• **Data**:
----

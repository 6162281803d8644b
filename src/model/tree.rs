//! The decoded XML tree: a fully owned arena, not a borrowed DOM.
//!
//! Grounded on the teacher crate's `model/xml.rs` (`XmlElementBuilder`,
//! `XmlModel`) for the shape of the node set, but re-based onto a flat
//! `Vec<Node>` arena addressed by [`NodeId`] rather than `Rc`/lifetime-tied
//! borrows: per §5, the tree must outlive the chunk buffer it was decoded
//! from, so every string and byte run is copied out at build time.

#[derive(Debug, Clone, Copy, PartialEq, Eq)]
pub(crate) struct NodeId(pub(crate) usize);

#[derive(Debug, Clone)]
pub(crate) enum Node {
    Element {
        name: String,
        attributes: Vec<Attribute>,
        children: Vec<NodeId>,
    },
    Text(String),
    CData(String),
    ProcessingInstruction { target: String, data: String },
    EntityRef(String),
    CharRef(u16),
}

#[derive(Debug, Clone)]
pub(crate) struct Attribute {
    pub(crate) name: String,
    pub(crate) value: String,
}

/// An owned binary-XML document: a node arena plus the id of its root
/// element. Built once by [`crate::binxml::decoder::decode_fragment`] and
/// never mutated afterward.
#[derive(Debug, Clone)]
pub(crate) struct Tree {
    nodes: Vec<Node>,
    root: Option<NodeId>,
}

impl Tree {
    pub(crate) fn new() -> Self {
        Tree {
            nodes: Vec::new(),
            root: None,
        }
    }

    pub(crate) fn push(&mut self, node: Node) -> NodeId {
        let id = NodeId(self.nodes.len());
        self.nodes.push(node);
        id
    }

    pub(crate) fn set_root(&mut self, id: NodeId) {
        self.root = Some(id);
    }

    pub(crate) fn root(&self) -> Option<NodeId> {
        self.root
    }

    pub(crate) fn node(&self, id: NodeId) -> &Node {
        &self.nodes[id.0]
    }

    pub(crate) fn node_mut(&mut self, id: NodeId) -> &mut Node {
        &mut self.nodes[id.0]
    }

    pub(crate) fn add_child(&mut self, parent: NodeId, child: NodeId) {
        if let Node::Element { children, .. } = self.node_mut(parent) {
            children.push(child);
        }
    }

    /// First direct child element named `name`, if any.
    pub(crate) fn child_element(&self, parent: NodeId, name: &str) -> Option<NodeId> {
        let Node::Element { children, .. } = self.node(parent) else {
            return None;
        };
        children.iter().copied().find(|&child_id| {
            matches!(self.node(child_id), Node::Element { name: n, .. } if n == name)
        })
    }

    /// All direct child elements named `name`, in document order.
    pub(crate) fn child_elements<'a>(
        &'a self,
        parent: NodeId,
        name: &'a str,
    ) -> impl Iterator<Item = NodeId> + 'a {
        let children: &[NodeId] = match self.node(parent) {
            Node::Element { children, .. } => children,
            _ => &[],
        };
        children.iter().copied().filter(move |&child_id| {
            matches!(self.node(child_id), Node::Element { name: n, .. } if n == name)
        })
    }

    /// Value of attribute `name` on element `node_id`, if present.
    pub(crate) fn attribute(&self, node_id: NodeId, name: &str) -> Option<&str> {
        let Node::Element { attributes, .. } = self.node(node_id) else {
            return None;
        };
        attributes
            .iter()
            .find(|a| a.name == name)
            .map(|a| a.value.as_str())
    }

    /// Concatenation of an element's direct text-bearing children
    /// (`Text`, `CData`, `EntityRef` rendered as their literal name, decoded
    /// `Value`s already flattened to `Text` at build time).
    pub(crate) fn text_content(&self, node_id: NodeId) -> String {
        let Node::Element { children, .. } = self.node(node_id) else {
            return String::new();
        };
        let mut out = String::new();
        for &child_id in children {
            match self.node(child_id) {
                Node::Text(s) | Node::CData(s) => out.push_str(s),
                _ => {}
            }
        }
        out
    }

    pub(crate) fn element_name(&self, node_id: NodeId) -> Option<&str> {
        match self.node(node_id) {
            Node::Element { name, .. } => Some(name.as_str()),
            _ => None,
        }
    }

    /// Serialize the whole tree as UTF-8 XML text, per §4.3.
    pub(crate) fn to_utf8_string(&self) -> String {
        let mut out = String::new();
        if let Some(root) = self.root {
            self.write_node(root, &mut out);
        }
        out
    }

    fn write_node(&self, node_id: NodeId, out: &mut String) {
        match self.node(node_id) {
            Node::Element {
                name,
                attributes,
                children,
            } => {
                out.push('<');
                out.push_str(name);
                for attr in attributes {
                    out.push(' ');
                    out.push_str(&attr.name);
                    out.push_str("=\"");
                    crate::utils::escape::escape_xml_text(&attr.value, out);
                    out.push('"');
                }
                if children.is_empty() {
                    out.push_str("/>");
                    return;
                }
                out.push('>');
                for &child in children {
                    self.write_node(child, out);
                }
                out.push_str("</");
                out.push_str(name);
                out.push('>');
            }
            Node::Text(text) => crate::utils::escape::escape_xml_text(text, out),
            Node::CData(text) => {
                out.push_str("<![CDATA[");
                out.push_str(text);
                out.push_str("]]>");
            }
            Node::ProcessingInstruction { target, data } => {
                out.push_str("<?");
                out.push_str(target);
                out.push(' ');
                out.push_str(data);
                out.push_str("?>");
            }
            Node::EntityRef(name) => {
                out.push('&');
                out.push_str(name);
                out.push(';');
            }
            Node::CharRef(code) => {
                out.push_str(&format!("&#x{:X};", code));
            }
        }
    }
}

#[cfg(test)]
mod tests {
    use super::*;

    fn build_simple_tree() -> Tree {
        let mut tree = Tree::new();
        let root = tree.push(Node::Element {
            name: "Event".to_string(),
            attributes: Vec::new(),
            children: Vec::new(),
        });
        tree.set_root(root);

        let child = tree.push(Node::Element {
            name: "EventID".to_string(),
            attributes: Vec::new(),
            children: Vec::new(),
        });
        let text = tree.push(Node::Text("4624".to_string()));
        tree.add_child(child, text);
        tree.add_child(root, child);
        tree
    }

    #[test]
    fn finds_child_element_by_name() {
        let tree = build_simple_tree();
        let root = tree.root().unwrap();
        let child = tree.child_element(root, "EventID").unwrap();
        assert_eq!(tree.text_content(child), "4624");
    }

    #[test]
    fn serializes_nested_elements_as_xml() {
        let tree = build_simple_tree();
        assert_eq!(tree.to_utf8_string(), "<Event><EventID>4624</EventID></Event>");
    }

    #[test]
    fn escapes_attribute_values_on_serialize() {
        let mut tree = Tree::new();
        let root = tree.push(Node::Element {
            name: "Data".to_string(),
            attributes: vec![Attribute {
                name: "Name".to_string(),
                value: "A & B".to_string(),
            }],
            children: Vec::new(),
        });
        tree.set_root(root);
        assert_eq!(tree.to_utf8_string(), "<Data Name=\"A &amp; B\"/>");
    }
}
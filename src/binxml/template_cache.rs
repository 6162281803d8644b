//! Per-chunk template definition cache.
//!
//! Grounded on the teacher crate's `template_cache.rs`
//! (`TemplateCache<'a>(HashMap<Offset, BinXMLTemplateDefinition<'a>>)`), but
//! caching the template body's byte span rather than a parsed token vector:
//! this crate's decoder walks the token stream directly off the chunk
//! buffer (see `binxml::decoder`), so re-entering the same span on a cache
//! hit is just as cheap as replaying a cached token vector would be, without
//! needing a second, parallel token representation to keep in sync with the
//! live decoder.

use hashbrown::HashMap;

use crate::binxml::name::Offset;
use crate::utils::guid::Guid;

#[derive(Debug, Clone, Copy)]
pub(crate) struct TemplateDefinition {
    pub(crate) guid: Guid,
    /// Offset of the first token of the template body (just past the
    /// `next_template_offset`/GUID/`data_size` header).
    pub(crate) body_offset: usize,
    pub(crate) body_len: usize,
}

#[derive(Debug, Default)]
pub(crate) struct TemplateCache {
    by_offset: HashMap<Offset, TemplateDefinition>,
}

impl TemplateCache {
    pub(crate) fn new() -> Self {
        TemplateCache {
            by_offset: HashMap::new(),
        }
    }

    pub(crate) fn get(&self, offset: Offset) -> Option<TemplateDefinition> {
        self.by_offset.get(&offset).copied()
    }

    pub(crate) fn insert(&mut self, offset: Offset, definition: TemplateDefinition) {
        self.by_offset.insert(offset, definition);
    }
}
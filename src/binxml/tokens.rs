//! Token-level data definitions for the binary-XML stream.
//!
//! Grounded on the teacher crate's `model/deserialized.rs`
//! (`BinXMLDeserializedTokens` and friends), trimmed to what this crate
//! needs: the decoder in `binxml::decoder` reads these directly off a
//! [`crate::utils::byte_cursor::ByteCursor`] rather than building an
//! intermediate owned token vector, but the wire shapes are identical.
//!
//! Only `TemplateValueDescriptor` is kept here: the fragment header and
//! inline substitution reference are each read as plain scalars directly
//! in `binxml::decoder`, with nothing else in the crate needing the
//! intermediate struct a teacher-style token vector would.

use crate::binxml::value::ValueType;

/// `size:u16, type:u8, padding:u8` preceding each substitution value in a
/// template instance's value array.
#[derive(Debug, Clone, Copy, PartialEq, Eq)]
pub(crate) struct TemplateValueDescriptor {
    pub(crate) size: u16,
    pub(crate) value_type: ValueType,
}
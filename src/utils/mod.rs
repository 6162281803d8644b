pub(crate) mod ansi;
pub(crate) mod byte_cursor;
pub(crate) mod escape;
pub(crate) mod guid;
pub(crate) mod sid;
pub(crate) mod time;
pub(crate) mod utf16;
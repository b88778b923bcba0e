//! Rate-limit tracking from OSM response headers
//!
//! OSM reports its limiter state on every response through three headers.
//! The values are kept as the strings the server sent, since their numeric
//! format is not guaranteed.

use reqwest::header::HeaderMap;
use serde::{Deserialize, Serialize};
use std::sync::Arc;
use tokio::sync::RwLock;

pub const LIMIT_HEADER: &str = "X-RateLimit-Limit";
pub const REMAINING_HEADER: &str = "X-RateLimit-Remaining";
pub const RESET_HEADER: &str = "X-RateLimit-Reset";

/// Limiter state reported by the most recent response
#[derive(Debug, Clone, Default, PartialEq, Eq, Serialize, Deserialize)]
pub struct RateLimitInfo {
    #[serde(rename = "X-RateLimit-Limit")]
    pub limit: String,
    #[serde(rename = "X-RateLimit-Remaining")]
    pub remaining: String,
    #[serde(rename = "X-RateLimit-Reset")]
    pub reset: String,
}

impl RateLimitInfo {
    /// Reads the three limiter headers; a missing header becomes an empty string
    pub fn from_headers(headers: &HeaderMap) -> Self {
        Self {
            limit: header_string(headers, LIMIT_HEADER),
            remaining: header_string(headers, REMAINING_HEADER),
            reset: header_string(headers, RESET_HEADER),
        }
    }

    /// Remaining requests in the window, if the server sent a number
    pub fn remaining_requests(&self) -> Option<u64> {
        self.remaining.trim().parse().ok()
    }
}

fn header_string(headers: &HeaderMap, name: &str) -> String {
    headers
        .get(name)
        .and_then(|v| v.to_str().ok())
        .unwrap_or_default()
        .to_string()
}

/// Holds the latest snapshot for one client
///
/// Each recorded response replaces the previous snapshot outright.
#[derive(Debug, Clone, Default)]
pub struct RateLimitTracker {
    latest: Arc<RwLock<Option<RateLimitInfo>>>,
}

impl RateLimitTracker {
    pub fn new() -> Self {
        Self::default()
    }

    /// Captures the limiter headers of a response and returns the new snapshot
    pub async fn record(&self, headers: &HeaderMap) -> RateLimitInfo {
        let info = RateLimitInfo::from_headers(headers);
        *self.latest.write().await = Some(info.clone());
        info
    }

    /// Returns the most recent snapshot, or `None` before the first response
    pub async fn latest(&self) -> Option<RateLimitInfo> {
        self.latest.read().await.clone()
    }
}
use async_trait::async_trait;
use reqwest::Url;
use serde::de::DeserializeOwned;
use serde_json::Value;

use super::api::OsmApi;
use super::decode::decode_body;
use super::endpoint::Endpoint;
use super::error::ApiError;
use super::http::{HttpClient, ReqwestClient};
use super::rate_limit::{RateLimitInfo, RateLimitTracker};
use super::types::*;
use crate::config::ClientConfig;

pub const DEFAULT_BASE_URL: &str = "https://www.onlinescoutmanager.co.uk";

type Query = Vec<(&'static str, String)>;

/// Online Scout Manager API client
///
/// Generic over the HTTP client implementation for testability.
pub struct OsmClient<H: HttpClient = ReqwestClient> {
    http: H,
    api_id: String,
    api_token: String,
    base_url: Url,
    rate_limits: RateLimitTracker,
}

impl OsmClient<ReqwestClient> {
    /// Creates a client against the production host
    pub fn new(api_id: impl Into<String>, api_token: impl Into<String>) -> Result<Self, ApiError> {
        Self::from_config(&ClientConfig::new(api_id, api_token))
    }

    /// Creates a client with the default HTTP implementation
    pub fn from_config(config: &ClientConfig) -> Result<Self, ApiError> {
        let http = ReqwestClient::new().map_err(|e| ApiError::configuration(format!("{e:#}")))?;
        Self::with_http_client(config, http)
    }
}

impl<H: HttpClient> OsmClient<H> {
    /// Creates a client over a custom HTTP implementation
    ///
    /// Fails with a configuration error if either credential is empty or the
    /// base address does not parse.
    pub fn with_http_client(config: &ClientConfig, http: H) -> Result<Self, ApiError> {
        if !config.has_credentials() {
            return Err(ApiError::configuration(
                "Missing OSM API credentials. Set OSM_API_ID and OSM_API_TOKEN, \
                 or set USE_MOCK_DATA=true to use mock data.",
            ));
        }

        let base_url = Url::parse(&config.base_url).map_err(|e| {
            ApiError::configuration(format!("Invalid OSM base URL {:?}: {e}", config.base_url))
        })?;

        Ok(Self {
            http,
            api_id: config.api_id.clone(),
            api_token: config.api_token.clone(),
            base_url,
            rate_limits: RateLimitTracker::new(),
        })
    }

    pub fn base_url(&self) -> &Url {
        &self.base_url
    }

    /// Builds the request URL: credentials first, then params in the given order
    fn build_url(&self, endpoint: &Endpoint, params: &[(&'static str, String)]) -> Result<Url, ApiError> {
        let mut url = self.base_url.join(&endpoint.path()).map_err(|e| {
            ApiError::configuration(format!("Invalid endpoint path {}: {e}", endpoint.path()))
        })?;

        {
            let mut query = url.query_pairs_mut();
            query.append_pair("apiid", &self.api_id);
            query.append_pair("token", &self.api_token);
            for (key, value) in params {
                query.append_pair(key, value);
            }
        }

        Ok(url)
    }

    /// Makes one authenticated GET request and decodes the body
    ///
    /// The rate-limit snapshot is replaced by every response, including
    /// failed ones. There is no retry.
    async fn request<T: DeserializeOwned + Send>(
        &self,
        endpoint: Endpoint,
        params: Query,
    ) -> Result<T, ApiError> {
        let url = self.build_url(&endpoint, &params)?;
        let path = endpoint.path();
        tracing::debug!(endpoint = %path, params = params.len(), "OSM API request");

        let response = self.http.get_response(url.as_str()).await.map_err(|e| {
            tracing::warn!(endpoint = %path, "OSM API transport error: {e:#}");
            ApiError::transport(format!("{e:#}"))
        })?;

        let rate_limit = self.rate_limits.record(&response.headers).await;

        if response.is_rate_limited() {
            tracing::warn!(
                endpoint = %path,
                reset = %rate_limit.reset,
                "OSM API rate limit exceeded"
            );
            return Err(ApiError::rate_limited(rate_limit));
        }

        if !response.is_success() {
            tracing::warn!(endpoint = %path, status = response.status, "OSM API error");
            return Err(ApiError::http(response.status, response.status_text()));
        }

        let body = response.body.map_err(|reason| {
            tracing::warn!(endpoint = %path, "OSM API transport error: {reason}");
            ApiError::transport(reason)
        })?;

        decode_body(&endpoint, &body)
    }
}

#[async_trait]
impl<H: HttpClient> OsmApi for OsmClient<H> {
    async fn rate_limit_info(&self) -> Option<RateLimitInfo> {
        self.rate_limits.latest().await
    }

    async fn get_startup_data(&self) -> Result<StartupData, ApiError> {
        self.request(Endpoint::Startup, Vec::new()).await
    }

    async fn get_member_list(
        &self,
        params: &MemberListParams,
    ) -> Result<MemberListResponse, ApiError> {
        let mut query: Query = vec![
            ("sectionid", params.sectionid.clone()),
            ("termid", params.termid.clone()),
        ];
        if let Some(sort) = params.sort {
            query.push(("sort", sort.as_str().to_string()));
        }
        if let Some(section) = params.section {
            query.push(("section", section.as_str().to_string()));
        }
        self.request(Endpoint::MemberList, query).await
    }

    async fn get_individual_member(
        &self,
        params: &IndividualMemberParams,
    ) -> Result<IndividualMemberInfo, ApiError> {
        let mut query: Query = vec![
            ("sectionid", params.sectionid.clone()),
            ("scoutid", params.scoutid.clone()),
            ("termid", params.termid.clone()),
        ];
        if let Some(context) = params.context.as_deref().filter(|c| !c.is_empty()) {
            query.push(("context", context.to_string()));
        }
        self.request(Endpoint::IndividualMember, query).await
    }

    async fn get_patrols(&self, params: &PatrolsParams) -> Result<PatrolsResponse, ApiError> {
        let mut query: Query = vec![
            ("sectionid", params.sectionid.clone()),
            ("termid", params.termid.clone()),
        ];
        if let Some(flag) = params.include_no_patrol {
            query.push(("include_no_patrol", flag.as_str().to_string()));
        }
        self.request(Endpoint::Patrols, query).await
    }

    async fn get_census_details(&self, params: &CensusParams) -> Result<CensusResponse, ApiError> {
        let query: Query = vec![
            ("sectionid", params.sectionid.clone()),
            ("termid", params.termid.clone()),
        ];
        self.request(Endpoint::Census, query).await
    }

    async fn get_flexi_records(
        &self,
        params: &FlexiRecordsParams,
    ) -> Result<FlexiRecordsResponse, ApiError> {
        let mut query: Query = vec![("sectionid", params.sectionid.clone())];
        if let Some(flag) = params.archived {
            query.push(("archived", flag.as_str().to_string()));
        }
        self.request(Endpoint::FlexiRecords, query).await
    }

    async fn get_member_transfers(
        &self,
        params: &MemberTransfersParams,
    ) -> Result<MemberTransfersResponse, ApiError> {
        let query: Query = vec![
            ("mode", params.mode.clone()),
            ("section_id", params.section_id.clone()),
        ];
        self.request(Endpoint::MemberTransfers, query).await
    }

    async fn get_deletable_members(
        &self,
        section_id: &str,
    ) -> Result<DeletableMembersResponse, ApiError> {
        let endpoint = Endpoint::DeletableMembers {
            section_id: section_id.to_string(),
        };
        self.request(endpoint, Vec::new()).await
    }

    async fn get_programme_summary(
        &self,
        params: &ProgrammeSummaryParams,
    ) -> Result<ProgrammeSummaryResponse, ApiError> {
        let query: Query = vec![
            ("sectionid", params.sectionid.clone()),
            ("termid", params.termid.clone()),
        ];
        let response: ProgrammeSummaryResponse =
            self.request(Endpoint::ProgrammeSummary, query).await?;
        tracing::debug!(items = response.items.len(), "Fetched programme summary");
        Ok(response)
    }

    async fn get_badge_tag_cloud(
        &self,
        params: &BadgeTagCloudParams,
    ) -> Result<BadgeTagCloud, ApiError> {
        let query: Query = vec![
            ("sectionid", params.sectionid.clone()),
            ("termid", params.termid.clone()),
            ("section", params.section.as_str().to_string()),
        ];
        self.request(Endpoint::BadgeTagCloud, query).await
    }

    async fn get_risk_assessment_categories(
        &self,
        section_id: &str,
    ) -> Result<RiskAssessmentResponse, ApiError> {
        let endpoint = Endpoint::RiskAssessmentCategories {
            section_id: section_id.to_string(),
        };
        self.request(endpoint, Vec::new()).await
    }

    async fn get_programme_detail(
        &self,
        params: &ProgrammeDetailParams,
    ) -> Result<ProgrammeDetailResponse, ApiError> {
        let query: Query = vec![
            ("sectionid", params.sectionid.clone()),
            ("termid", params.termid.clone()),
            ("eveningid", params.eveningid.clone()),
        ];
        self.request(Endpoint::ProgrammeDetail, query).await
    }

    async fn get_programme_attachments(
        &self,
        params: &ProgrammeAttachmentsParams,
    ) -> Result<Value, ApiError> {
        let path = params
            .path
            .as_deref()
            .filter(|p| !p.is_empty())
            .unwrap_or("/");
        let query: Query = vec![
            ("section_id", params.section_id.clone()),
            ("id", params.id.clone()),
            ("evening_id", params.evening_id.clone()),
            ("path", path.to_string()),
            ("temp", params.temp.unwrap_or(false).to_string()),
            ("upload_mode", "programme".to_string()),
        ];
        self.request(Endpoint::ProgrammeAttachments, query).await
    }
}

----

• **What the task requires**: The only acceptable answer is a number: how many lines of the listing contain the word "recent".

• **Result of this task**: 2